- Occupations: Actor; writer; comedian; producer;
- Years active: 1999–present
- Children: 2
- Website: http://www.erikweiner.com

= Erik Weiner =

American actor, writer, and producer (born 1977)

Erik Weiner is an American actor, writer, comedian, and producer best known for co-creating the play The Bomb-itty of Errors and his role as Agent Sebso on HBO's Boardwalk Empire.

== Career ==
In 1999, he co-created and starred in The Bomb-itty of Errors, an adaptation of Shakespeare's The Comedy of Errors, blending hip-hop and Shakespeare. The show has been performed in New York City (Off-Broadway), London (West End), Chicago, Los Angeles, Amsterdam, Edinburgh, Dublin, Florida, Philadelphia, St. Louis, and continues to play around the world.

Weiner was invited to be a fellow at the Sundance Institute's Screenwriting Lab in 2002.

In 2002 Weiner co-created and starred in the MTV sketch comedy series Scratch & Burn.
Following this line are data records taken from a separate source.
//! Ports A and B through their set/clear/toggle registers.
//!
//! The modern core gives every port dedicated DIRSET/DIRCLR/OUTSET/OUTCLR
//! registers, so pin operations are single volatile writes with no
//! read-modify-write window to protect.

use core::convert::Infallible;

use embedded_hal::digital::v2::{InputPin, OutputPin, StatefulOutputPin, ToggleableOutputPin};

const PORTA_BASE: usize = 0x0400;
const PORTB_BASE: usize = 0x0420;

const DIRSET: usize = 0x01;
const DIRCLR: usize = 0x02;
const OUT: usize = 0x04;
const OUTSET: usize = 0x05;
const OUTCLR: usize = 0x06;
const OUTTGL: usize = 0x07;
const IN: usize = 0x08;
const PIN0CTRL: usize = 0x10;

const PULLUPEN: u8 = 0x08;
const ISC_INPUT_DISABLE: u8 = 0x04;

/// GPIO port.
#[derive(Debug, Clone, Copy, PartialEq, Eq)]
#[cfg_attr(feature = "defmt", derive(defmt::Format))]
pub enum Port {
    A,
    B,
}

impl Port {
    fn base(self) -> usize {
        match self {
            Port::A => PORTA_BASE,
            Port::B => PORTB_BASE,
        }
    }
}

/// An unconfigured pin on port A or B.
pub struct Pin {
    port: Port,
    n: u8,
}

impl Pin {
    /// `n` is the pin index within the port (PA0..PA7, PB0..PB3 on the
    /// 14-pin package).
    pub fn new(port: Port, n: u8) -> Self {
        Pin { port, n: n & 0x07 }
    }

    fn reg(&self, offset: usize) -> *mut u8 {
        (self.port.base() + offset) as *mut u8
    }

    fn mask(&self) -> u8 {
        1 << self.n
    }

    fn pinctrl(&self) -> *mut u8 {
        (self.port.base() + PIN0CTRL + self.n as usize) as *mut u8
    }

    /// Push-pull output, initially low.
    pub fn into_output(self) -> Output {
        unsafe {
            self.reg(OUTCLR).write_volatile(self.mask());
            self.reg(DIRSET).write_volatile(self.mask());
        }
        Output { pin: self }
    }

    /// Push-pull output, initially high.
    pub fn into_output_high(self) -> Output {
        unsafe {
            self.reg(OUTSET).write_volatile(self.mask());
            self.reg(DIRSET).write_volatile(self.mask());
        }
        Output { pin: self }
    }

    /// Floating input.
    pub fn into_input(self) -> Input {
        unsafe {
            self.reg(DIRCLR).write_volatile(self.mask());
            self.pinctrl()
                .write_volatile(self.pinctrl().read_volatile() & !PULLUPEN);
        }
        Input { pin: self }
    }

    /// Input with the internal pull-up engaged.
    pub fn into_pull_up_input(self) -> Input {
        unsafe {
            self.reg(DIRCLR).write_volatile(self.mask());
            self.pinctrl()
                .write_volatile(self.pinctrl().read_volatile() | PULLUPEN);
        }
        Input { pin: self }
    }

    /// Analog input: digital input buffer disabled.
    pub fn into_analog(self) -> Analog {
        unsafe {
            self.reg(DIRCLR).write_volatile(self.mask());
            self.pinctrl()
                .write_volatile(self.pinctrl().read_volatile() | ISC_INPUT_DISABLE);
        }
        Analog { _pin: self }
    }
}

/// Push-pull output pin.
pub struct Output {
    pin: Pin,
}

impl OutputPin for Output {
    type Error = Infallible;

    fn set_high(&mut self) -> Result<(), Infallible> {
        unsafe {
            self.pin.reg(OUTSET).write_volatile(self.pin.mask());
        }
        Ok(())
    }

    fn set_low(&mut self) -> Result<(), Infallible> {
        unsafe {
            self.pin.reg(OUTCLR).write_volatile(self.pin.mask());
        }
        Ok(())
    }
}

impl StatefulOutputPin for Output {
    fn is_set_high(&self) -> Result<bool, Infallible> {
        Ok(unsafe { self.pin.reg(OUT).read_volatile() } & self.pin.mask() != 0)
    }

    fn is_set_low(&self) -> Result<bool, Infallible> {
        self.is_set_high().map(|level| !level)
    }
}

impl ToggleableOutputPin for Output {
    type Error = Infallible;

    fn toggle(&mut self) -> Result<(), Infallible> {
        unsafe {
            self.pin.reg(OUTTGL).write_volatile(self.pin.mask());
        }
        Ok(())
    }
}

/// Input pin.
pub struct Input {
    pin: Pin,
}

impl InputPin for Input {
    type Error = Infallible;

    fn is_high(&self) -> Result<bool, Infallible> {
        Ok(unsafe { self.pin.reg(IN).read_volatile() } & self.pin.mask() != 0)
    }

    fn is_low(&self) -> Result<bool, Infallible> {
        self.is_high().map(|level| !level)
    }
}

/// Pin handed over to the ADC mux.
pub struct Analog {
    _pin: Pin,
}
He made his feature film debut in the 20th Century Fox romantic comedy Brown Sugar, starring Sanaa Lathan, Taye Diggs, Mos Def and Queen Latifah.

In 2005, Weiner played Dragon on HBO's Unscripted, directed and executive produced by George Clooney.

Weiner's music video "Shawshank In A Minute", directed by John Landis, won JibJab's Great Sketch Experiment in 2006.

His musical comedy NERDS, written with collaborator Jordan Allen-Dutton and music composed by Hal Goldberg, won Barrymore Awards for Outstanding New Play and Outstanding Original Music in 2007.

Weiner received three Emmy Award nominations in 2007, 2008, and 2012 for writing on Robot Chicken.

Weiner has produced such shows as America's Best Dance Crew, Snoop Dogg's Fatherhood, The Sing-Off, and served as the Head Writer on the MTV Movie Awards in 2010, 2011, and 2013. He was Creative Producer of the 2011 Emmy Awards. He was awarded a Peabody Award for his writing on CNN Heroes.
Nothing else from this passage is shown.